File(s) under embargo
2
month(s)22
day(s)until file(s) become available
TOWARDS IMPROVED REPRESENTATIONS ON HUMAN ACTIVITY UNDERSTANDING
Human action recognition stands as a cornerstone in the domain of computer vision, with its utility spanning across emergency response, sign language interpretation, and the burgeoning fields of augmented and virtual reality. The transition from conventional video-based recognition to skeleton-based methodologies has been a transformative shift, offering a robust alternative less susceptible to environmental noise and more focused on the dynamics of human movement.
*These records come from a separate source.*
//! Mapping between logical (application-facing) and physical (hardware
//! raster) coordinates
//!
//! Drawing happens in the logical space, which may be rotated in 90°
//! increments relative to the panel raster. The panel itself only ever sees
//! physical coordinates; everything that reaches the hardware goes through
//! the mappings in this module first.

use crate::rect::Rect;

/// Display rotation, only 90° increments supported, always clockwise from
/// the physical origin.
#[derive(Debug, Default, Clone, Copy, PartialEq, Eq)]
pub enum DisplayRotation {
    /// No rotation
    #[default]
    Rotate0,
    /// Rotate by 90 degrees clockwise
    Rotate90,
    /// Rotate by 180 degrees clockwise
    Rotate180,
    /// Rotate 270 degrees clockwise
    Rotate270,
}

impl DisplayRotation {
    /// Nearest supported rotation for an arbitrary angle in degrees.
    ///
    /// Angles are taken modulo 360 and rounded to the nearest of the four
    /// supported values instead of raising an error; 45° rounds up to 90°.
    pub fn from_degrees(degrees: u16) -> Self {
        match ((degrees as u32 + 45) / 90) % 4 {
            0 => DisplayRotation::Rotate0,
            1 => DisplayRotation::Rotate90,
            2 => DisplayRotation::Rotate180,
            _ => DisplayRotation::Rotate270,
        }
    }

    /// Whether this rotation swaps width and height of the logical space.
    pub fn swaps_dimensions(self) -> bool {
        matches!(self, DisplayRotation::Rotate90 | DisplayRotation::Rotate270)
    }

    /// Logical dimensions for a panel with the given physical dimensions.
    pub fn logical_size(self, physical_width: u32, physical_height: u32) -> (u32, u32) {
        if self.swaps_dimensions() {
            (physical_height, physical_width)
        } else {
            (physical_width, physical_height)
        }
    }

    /// Maps a logical pixel to its physical raster position.
    ///
    /// `logical_width` and `logical_height` are the dimensions of the
    /// logical space the input coordinates live in; the input must be in
    /// bounds.
    pub fn to_physical(
        self,
        x: u32,
        y: u32,
        logical_width: u32,
        logical_height: u32,
    ) -> (u32, u32) {
        match self {
            DisplayRotation::Rotate0 => (x, y),
            DisplayRotation::Rotate90 => (y, logical_width - 1 - x),
            DisplayRotation::Rotate180 => {
                (logical_width - 1 - x, logical_height - 1 - y)
            }
            DisplayRotation::Rotate270 => (logical_height - 1 - y, x),
        }
    }

    /// Maps a physical raster position back to its logical pixel.
    ///
    /// Exact inverse of [`to_physical`](DisplayRotation::to_physical) for
    /// in-bounds coordinates.
    pub fn to_logical(
        self,
        x: u32,
        y: u32,
        logical_width: u32,
        logical_height: u32,
    ) -> (u32, u32) {
        match self {
            DisplayRotation::Rotate0 => (x, y),
            DisplayRotation::Rotate90 => (logical_width - 1 - y, x),
            DisplayRotation::Rotate180 => {
                (logical_width - 1 - x, logical_height - 1 - y)
            }
            DisplayRotation::Rotate270 => (y, logical_height - 1 - x),
        }
    }

    /// Maps an axis-aligned rectangle from logical to physical space.
    ///
    /// Transforms two opposite corners and renormalizes, so the result is
    /// again axis-aligned with non-negative extent. This is the step that
    /// has to run on every window before it may be handed to the partial
    /// refresh path.
    pub fn transform_window(
        self,
        window: Rect,
        logical_width: u32,
        logical_height: u32,
    ) -> Rect {
        if window.is_empty() {
            return Rect::new(0, 0, 0, 0);
        }
        let (x0, y0) = self.to_physical(window.x, window.y, logical_width, logical_height);
        let (x1, y1) = self.to_physical(
            window.x + window.w - 1,
            window.y + window.h - 1,
            logical_width,
            logical_height,
        );
        let x = x0.min(x1);
        let y = y0.min(y1);
        Rect::new(x, y, x0.max(x1) - x + 1, y0.max(y1) - y + 1)
    }
}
This body of work encapsulates the evolution of action recognition, emphasizing the pivotal role of Graph Convolution Network (GCN) based approaches, particularly through the innovative InfoGCN framework. InfoGCN has set a new precedent in the field by introducing an information bottleneck-based learning objective, a self-attention graph convolution module, and a multi-modal representation of the human skeleton. These advancements have collectively elevated the accuracy and efficiency of action recognition systems.
Addressing the prevalent challenge of occlusions, particularly in single-camera setups, the Pose Relation Transformer (PORT) framework has been introduced. Inspired by the principles of Masked Language Modeling in natural language processing, PORT refines the detection of occluded joints, thereby enhancing the reliability of pose estimation under visually obstructive conditions.
Building upon the foundations laid by InfoGCN, the Skeleton ODE framework has been developed for online action recognition, enabling real-time inference without the need for complete action observation. By integrating Neural Ordinary Differential Equations, Skeleton ODE facilitates the prediction of future movements, thus reducing latency and paving the way for real-time applications.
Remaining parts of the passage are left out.